News Media Bargaining Code “Remains Unworkable” Says Google

Portrait of Google Australia MD Melanie Silva, photographed at the Sydney Google Offices. Tuesday 29th January 2019. Photograph by James Brickwood. SMH NEWS 190129

Google Australia has finally responded to the News Media Bargaining Code legislation, which was introduced to parliament earlier this month.

The tech giant had previously labelled the draft version of the code as “unworkable”, with key concerns including the size of the fines on offer for a breach, data sharing obligations with media companies and the “one-sided” arbitration process that has been proposed.

And while the final version of the code has called for the “two-way value exchange” between tech giants and media companies to be taken into consideration by the arbitrator, Google maintains that the code as it stands is unworkable.

“Unfortunately, while the Government has made some changes, the legislation still falls far short of a workable Code,” said Google Australia & New Zealand VP Mel Silva [feature image].

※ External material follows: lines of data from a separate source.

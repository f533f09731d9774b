// Internal modules
use crate::daily::boost::step_1_data_preparation::PriceBar;

/// Calculates close-to-close returns
///
/// `returns[t] = (close[t] - close[t-1]) / close[t-1]`. The first bar has no
/// prior close and gets `None`; so does any bar whose result is not finite
/// (a zero prior close).
pub fn calculate_close_returns(bars: &[PriceBar]) -> Vec<Option<f64>> {
    let mut returns = Vec::with_capacity(bars.len());
    if bars.is_empty() {
        return returns;
    }

    returns.push(None);
    for window in bars.windows(2) {
        let prev = window[0].close;
        let curr = window[1].close;
        let change = (curr - prev) / prev;
        returns.push(change.is_finite().then_some(change));
    }
    returns
}

/// Calculates next-bar direction labels
///
/// The label is `0` when the next close is strictly higher than the current
/// close and `1` otherwise, so an unchanged close is labeled `1`. The last
/// bar has no next close and gets `None`.
pub fn calculate_direction_labels(bars: &[PriceBar]) -> Vec<Option<u8>> {
    let mut labels: Vec<Option<u8>> = bars
        .windows(2)
        .map(|window| {
            let label = if window[1].close > window[0].close { 0 } else { 1 };
            Some(label)
        })
        .collect();
    if !bars.is_empty() {
        labels.push(None);
    }
    labels
}

#[cfg(test)]
mod tests {
    use super::*;
    use chrono::NaiveDate;

    fn bars_from_closes(closes: &[f64]) -> Vec<PriceBar> {
        let start = NaiveDate::from_ymd_opt(2023, 1, 2).unwrap();
        closes
            .iter()
            .enumerate()
            .map(|(i, &close)| PriceBar {
                date: start + chrono::Duration::days(i as i64),
                open: close,
                high: close + 1.0,
                low: close - 1.0,
                close,
                volume: 1000.0,
            })
            .collect()
    }

    #[test]
    fn test_close_returns() {
        let bars = bars_from_closes(&[100.0, 110.0, 99.0]);
        let returns = calculate_close_returns(&bars);
        assert_eq!(returns.len(), 3);
        assert!(returns[0].is_none());
        assert!((returns[1].unwrap() - 0.1).abs() < 1e-12);
        assert!((returns[2].unwrap() + 0.1).abs() < 1e-12);
    }

    #[test]
    fn test_close_returns_zero_prior_close() {
        let bars = bars_from_closes(&[0.0, 5.0]);
        let returns = calculate_close_returns(&bars);
        assert_eq!(returns, vec![None, None]);
    }

    #[test]
    fn test_direction_labels() {
        let bars = bars_from_closes(&[10.0, 11.0, 9.0, 9.0, 12.0]);
        let labels = calculate_direction_labels(&bars);
        // up -> 0, down -> 1, flat -> 1, up -> 0, last unlabeled
        assert_eq!(labels, vec![Some(0), Some(1), Some(1), Some(0), None]);
    }

    #[test]
    fn test_empty_input() {
        assert!(calculate_close_returns(&[]).is_empty());
        assert!(calculate_direction_labels(&[]).is_empty());
    }
}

Silva argued that as it stands now, the code will undermine the open internet.

“No website and no search engine pays to connect people to other websites, yet the Code would force Google to include and pay for links to news websites in the search results you see,” Silva said.

“This sets the groundwork to unravel the key principles of the open internet people use every day—something neither a search engine nor anyone who enjoys the benefits of the free and open web should accept.”

Silva also took aim at the “baseball arbitration” (where if two sides can’t reach an agreement, each puts forward a single final offer and the arbitrator picks one) process that is proposed under the legislation.

“[The code] imposes an unfair and unprecedented baseball arbitration model that considers only publishers’ costs, not Google’s; incentivises publishers to make ambit claims and resort to arbitration rather than good-faith negotiations; assumes that the internet has never required payments for links because of ‘bargaining imbalance’; and requires the decision-maker to choose a single ‘final offer’,” Silva said.

The solution?

Google has previously said it is willing to work with the government to come to an agreement on a code that regulates the relationship between tech giants and media companies.

Silva again maintained that Google will agree to a code, provided certain changes are made.

Instead of the baseball arbitration model, Silva instead argued for a standard model that would factor in comparable transactions.

This arbitration would only apply for deals on the Google News Showcase, which was recently announced as a new initiative in which Google will start to (voluntarily) pay publishers for news content.

“And while the Code professes to recognise the value Google Search provides to publishers, in fact it encourages publishers to argue that arbitrators should disregard that value,” said Silva.

“It does this by allowing the arbitrator to consider a hypothetical scenario in which there is no Google Search and yet publishers receive the same amount of traffic, just from other sources. This scenario… invites unfair outcomes based on speculation rather than evidence.”

Silva also proposed a change to the algorithm notification provisions, which would currently require Google and Facebook to provide media businesses with 14 days notice of any algorithmic changes.

” We make thousands of algorithm updates every year, so providing 14 days’ notice of any significant changes to algorithms or “internal practices” in the way the Code prescribes just isn’t workable. This provision also continues to put every other business that relies on Google Search at a disadvantage, all to benefit one group of businesses—news publishers,” said Silva.

The legislation is set to go to a Senate committee for inquiry in 2021.